=== Excerpted data ===

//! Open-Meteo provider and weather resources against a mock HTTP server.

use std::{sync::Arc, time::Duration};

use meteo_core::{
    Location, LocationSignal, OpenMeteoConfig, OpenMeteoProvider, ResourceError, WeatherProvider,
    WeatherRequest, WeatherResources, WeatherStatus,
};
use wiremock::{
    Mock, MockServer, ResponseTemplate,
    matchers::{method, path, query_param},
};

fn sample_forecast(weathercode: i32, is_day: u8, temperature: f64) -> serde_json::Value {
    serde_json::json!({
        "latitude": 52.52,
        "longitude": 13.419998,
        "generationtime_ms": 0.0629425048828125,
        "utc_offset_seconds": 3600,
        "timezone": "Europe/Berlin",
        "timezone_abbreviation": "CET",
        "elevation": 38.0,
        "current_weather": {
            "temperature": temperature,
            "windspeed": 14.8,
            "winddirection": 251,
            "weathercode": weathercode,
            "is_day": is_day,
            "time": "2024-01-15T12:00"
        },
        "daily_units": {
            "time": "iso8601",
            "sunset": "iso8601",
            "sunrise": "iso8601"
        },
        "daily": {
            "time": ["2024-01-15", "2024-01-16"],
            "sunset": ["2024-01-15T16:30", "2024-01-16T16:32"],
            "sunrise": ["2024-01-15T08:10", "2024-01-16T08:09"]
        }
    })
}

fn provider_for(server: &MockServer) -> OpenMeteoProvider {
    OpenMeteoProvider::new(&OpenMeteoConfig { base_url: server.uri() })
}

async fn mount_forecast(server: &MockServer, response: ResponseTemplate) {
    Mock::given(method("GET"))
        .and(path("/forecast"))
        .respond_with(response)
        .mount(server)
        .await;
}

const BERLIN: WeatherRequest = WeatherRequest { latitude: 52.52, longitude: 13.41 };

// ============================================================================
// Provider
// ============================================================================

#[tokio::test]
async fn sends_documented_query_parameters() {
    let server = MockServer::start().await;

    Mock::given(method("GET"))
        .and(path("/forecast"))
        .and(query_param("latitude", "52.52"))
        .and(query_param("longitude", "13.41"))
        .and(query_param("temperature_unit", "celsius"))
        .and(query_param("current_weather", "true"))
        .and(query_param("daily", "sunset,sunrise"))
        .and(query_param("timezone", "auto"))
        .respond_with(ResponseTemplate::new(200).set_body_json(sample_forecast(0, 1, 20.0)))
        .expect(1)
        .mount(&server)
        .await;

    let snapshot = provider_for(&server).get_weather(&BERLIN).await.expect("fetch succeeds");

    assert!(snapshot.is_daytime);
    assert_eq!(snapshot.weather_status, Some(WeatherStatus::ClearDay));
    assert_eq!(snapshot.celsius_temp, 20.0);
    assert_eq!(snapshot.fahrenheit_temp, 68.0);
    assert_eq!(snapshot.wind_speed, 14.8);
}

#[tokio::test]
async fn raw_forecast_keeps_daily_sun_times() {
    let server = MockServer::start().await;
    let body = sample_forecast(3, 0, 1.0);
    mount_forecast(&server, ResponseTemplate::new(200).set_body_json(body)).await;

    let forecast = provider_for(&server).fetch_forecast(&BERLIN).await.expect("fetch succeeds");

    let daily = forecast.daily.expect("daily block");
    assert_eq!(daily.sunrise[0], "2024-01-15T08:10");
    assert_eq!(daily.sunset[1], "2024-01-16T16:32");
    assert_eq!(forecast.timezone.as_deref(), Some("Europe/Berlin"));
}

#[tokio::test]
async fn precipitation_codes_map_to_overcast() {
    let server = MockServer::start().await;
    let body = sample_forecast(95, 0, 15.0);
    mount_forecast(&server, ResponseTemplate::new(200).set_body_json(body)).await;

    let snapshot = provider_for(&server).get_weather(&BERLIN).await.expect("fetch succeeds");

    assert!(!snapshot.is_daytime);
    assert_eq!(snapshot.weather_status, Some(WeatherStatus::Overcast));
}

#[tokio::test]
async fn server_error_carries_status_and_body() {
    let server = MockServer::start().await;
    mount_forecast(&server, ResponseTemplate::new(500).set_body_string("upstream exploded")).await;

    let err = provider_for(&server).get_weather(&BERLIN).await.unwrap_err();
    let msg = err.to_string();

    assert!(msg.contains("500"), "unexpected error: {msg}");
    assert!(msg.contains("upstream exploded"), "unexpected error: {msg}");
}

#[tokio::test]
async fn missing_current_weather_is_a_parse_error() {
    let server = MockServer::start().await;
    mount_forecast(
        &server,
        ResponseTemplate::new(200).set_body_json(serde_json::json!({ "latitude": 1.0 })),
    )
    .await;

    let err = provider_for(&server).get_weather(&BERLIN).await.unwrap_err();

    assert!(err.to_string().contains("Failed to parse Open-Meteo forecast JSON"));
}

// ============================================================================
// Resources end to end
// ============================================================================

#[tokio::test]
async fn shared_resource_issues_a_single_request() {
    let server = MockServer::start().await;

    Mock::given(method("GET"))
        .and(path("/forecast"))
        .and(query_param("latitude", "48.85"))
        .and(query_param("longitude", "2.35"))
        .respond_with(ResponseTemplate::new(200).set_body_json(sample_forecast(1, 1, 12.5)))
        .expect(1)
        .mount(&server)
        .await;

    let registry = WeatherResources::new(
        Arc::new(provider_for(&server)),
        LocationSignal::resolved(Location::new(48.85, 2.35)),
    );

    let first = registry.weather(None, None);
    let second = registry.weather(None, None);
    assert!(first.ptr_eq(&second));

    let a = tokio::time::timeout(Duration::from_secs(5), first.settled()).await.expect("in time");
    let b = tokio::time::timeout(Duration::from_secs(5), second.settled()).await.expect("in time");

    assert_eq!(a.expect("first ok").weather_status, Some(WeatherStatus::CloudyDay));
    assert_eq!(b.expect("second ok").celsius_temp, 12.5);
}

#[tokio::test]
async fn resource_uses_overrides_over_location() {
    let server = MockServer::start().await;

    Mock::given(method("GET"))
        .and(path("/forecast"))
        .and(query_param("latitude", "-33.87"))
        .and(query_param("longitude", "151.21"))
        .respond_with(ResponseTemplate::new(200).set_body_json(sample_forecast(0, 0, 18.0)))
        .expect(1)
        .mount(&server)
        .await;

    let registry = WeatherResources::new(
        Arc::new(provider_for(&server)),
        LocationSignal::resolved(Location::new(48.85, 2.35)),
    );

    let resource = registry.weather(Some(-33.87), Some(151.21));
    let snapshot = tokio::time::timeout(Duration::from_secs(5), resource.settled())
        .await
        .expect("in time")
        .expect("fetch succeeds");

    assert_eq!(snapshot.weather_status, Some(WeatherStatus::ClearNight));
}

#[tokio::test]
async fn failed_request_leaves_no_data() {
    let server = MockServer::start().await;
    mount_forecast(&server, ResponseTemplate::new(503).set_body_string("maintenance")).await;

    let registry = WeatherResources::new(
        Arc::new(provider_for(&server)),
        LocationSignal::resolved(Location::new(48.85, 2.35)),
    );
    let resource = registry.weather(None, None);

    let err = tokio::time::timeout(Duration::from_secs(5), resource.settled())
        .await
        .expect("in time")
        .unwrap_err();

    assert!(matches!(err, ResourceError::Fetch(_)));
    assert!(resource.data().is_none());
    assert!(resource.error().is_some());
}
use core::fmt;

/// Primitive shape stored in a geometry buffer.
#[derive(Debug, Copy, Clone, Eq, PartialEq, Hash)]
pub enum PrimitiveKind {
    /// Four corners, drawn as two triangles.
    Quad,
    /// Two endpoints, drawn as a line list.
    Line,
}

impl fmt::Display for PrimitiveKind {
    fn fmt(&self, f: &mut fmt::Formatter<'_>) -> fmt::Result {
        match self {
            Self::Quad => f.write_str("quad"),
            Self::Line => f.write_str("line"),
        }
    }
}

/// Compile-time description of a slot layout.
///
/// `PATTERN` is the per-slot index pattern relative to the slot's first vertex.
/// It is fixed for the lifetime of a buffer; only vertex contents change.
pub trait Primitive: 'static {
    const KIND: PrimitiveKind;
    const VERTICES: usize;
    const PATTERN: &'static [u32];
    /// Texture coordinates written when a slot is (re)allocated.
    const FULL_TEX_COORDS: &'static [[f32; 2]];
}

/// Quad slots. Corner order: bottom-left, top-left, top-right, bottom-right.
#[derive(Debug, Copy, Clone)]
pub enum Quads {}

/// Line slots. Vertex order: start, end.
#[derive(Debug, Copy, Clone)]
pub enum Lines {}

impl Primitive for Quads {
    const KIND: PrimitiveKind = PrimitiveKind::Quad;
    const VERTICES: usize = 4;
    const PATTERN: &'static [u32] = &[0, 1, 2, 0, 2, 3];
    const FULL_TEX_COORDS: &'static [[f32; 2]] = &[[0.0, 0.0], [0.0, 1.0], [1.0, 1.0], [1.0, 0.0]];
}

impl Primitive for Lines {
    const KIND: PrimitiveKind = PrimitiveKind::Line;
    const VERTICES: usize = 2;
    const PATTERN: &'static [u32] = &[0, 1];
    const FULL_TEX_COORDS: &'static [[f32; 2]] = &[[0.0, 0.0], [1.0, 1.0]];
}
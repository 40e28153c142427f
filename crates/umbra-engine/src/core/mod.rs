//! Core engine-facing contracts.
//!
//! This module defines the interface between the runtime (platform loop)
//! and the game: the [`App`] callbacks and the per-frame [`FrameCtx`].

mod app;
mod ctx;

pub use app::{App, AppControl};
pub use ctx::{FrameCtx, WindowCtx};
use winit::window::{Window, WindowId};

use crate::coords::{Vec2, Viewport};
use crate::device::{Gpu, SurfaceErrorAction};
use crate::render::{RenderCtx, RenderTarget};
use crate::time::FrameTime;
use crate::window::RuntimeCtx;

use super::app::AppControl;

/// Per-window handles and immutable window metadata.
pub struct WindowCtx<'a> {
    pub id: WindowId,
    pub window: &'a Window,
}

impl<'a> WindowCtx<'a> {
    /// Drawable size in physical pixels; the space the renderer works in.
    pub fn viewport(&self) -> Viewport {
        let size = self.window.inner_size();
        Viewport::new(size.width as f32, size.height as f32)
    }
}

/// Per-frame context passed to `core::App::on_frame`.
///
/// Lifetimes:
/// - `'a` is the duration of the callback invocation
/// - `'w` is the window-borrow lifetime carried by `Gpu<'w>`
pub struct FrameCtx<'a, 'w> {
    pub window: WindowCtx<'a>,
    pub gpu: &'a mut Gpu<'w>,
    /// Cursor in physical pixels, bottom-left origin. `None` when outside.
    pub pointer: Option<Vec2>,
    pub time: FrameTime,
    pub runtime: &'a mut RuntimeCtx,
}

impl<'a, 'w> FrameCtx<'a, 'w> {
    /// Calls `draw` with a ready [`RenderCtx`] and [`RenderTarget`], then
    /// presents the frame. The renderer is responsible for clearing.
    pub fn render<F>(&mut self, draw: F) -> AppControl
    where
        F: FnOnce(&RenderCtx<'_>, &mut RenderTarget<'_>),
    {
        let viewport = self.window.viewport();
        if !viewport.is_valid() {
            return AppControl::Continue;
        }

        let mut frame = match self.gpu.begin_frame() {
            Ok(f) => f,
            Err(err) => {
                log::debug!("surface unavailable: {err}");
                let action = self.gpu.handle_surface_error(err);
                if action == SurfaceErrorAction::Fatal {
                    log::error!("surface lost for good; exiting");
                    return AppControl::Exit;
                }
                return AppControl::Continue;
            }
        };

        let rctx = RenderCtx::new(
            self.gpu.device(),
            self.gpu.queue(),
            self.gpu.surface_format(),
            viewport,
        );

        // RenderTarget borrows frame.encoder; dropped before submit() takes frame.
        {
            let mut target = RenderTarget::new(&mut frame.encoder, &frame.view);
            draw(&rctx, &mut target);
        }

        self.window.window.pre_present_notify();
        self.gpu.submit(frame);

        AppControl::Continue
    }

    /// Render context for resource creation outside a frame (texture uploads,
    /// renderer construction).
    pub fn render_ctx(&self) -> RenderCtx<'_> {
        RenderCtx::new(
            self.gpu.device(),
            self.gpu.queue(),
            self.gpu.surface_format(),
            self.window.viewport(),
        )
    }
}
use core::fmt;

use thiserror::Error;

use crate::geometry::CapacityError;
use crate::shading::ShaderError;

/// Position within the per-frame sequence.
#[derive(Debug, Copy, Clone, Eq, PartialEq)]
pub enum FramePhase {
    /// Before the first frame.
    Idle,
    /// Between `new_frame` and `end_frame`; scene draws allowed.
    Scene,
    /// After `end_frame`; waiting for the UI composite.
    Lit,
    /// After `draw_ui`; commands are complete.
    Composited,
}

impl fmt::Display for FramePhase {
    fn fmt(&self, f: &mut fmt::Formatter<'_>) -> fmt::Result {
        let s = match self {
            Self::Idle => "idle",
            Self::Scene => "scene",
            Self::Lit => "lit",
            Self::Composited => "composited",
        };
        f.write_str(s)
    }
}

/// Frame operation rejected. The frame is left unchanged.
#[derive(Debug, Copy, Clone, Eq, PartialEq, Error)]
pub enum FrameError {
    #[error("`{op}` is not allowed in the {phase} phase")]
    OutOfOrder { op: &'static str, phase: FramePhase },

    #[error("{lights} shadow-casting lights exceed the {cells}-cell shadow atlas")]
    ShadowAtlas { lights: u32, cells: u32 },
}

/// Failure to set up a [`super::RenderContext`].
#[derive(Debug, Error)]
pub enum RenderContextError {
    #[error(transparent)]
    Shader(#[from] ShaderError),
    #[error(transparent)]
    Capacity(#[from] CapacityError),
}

===

Work required: Within the entries above, how many lines contain the word "usize"? State the number only.

Solution to this problem: 3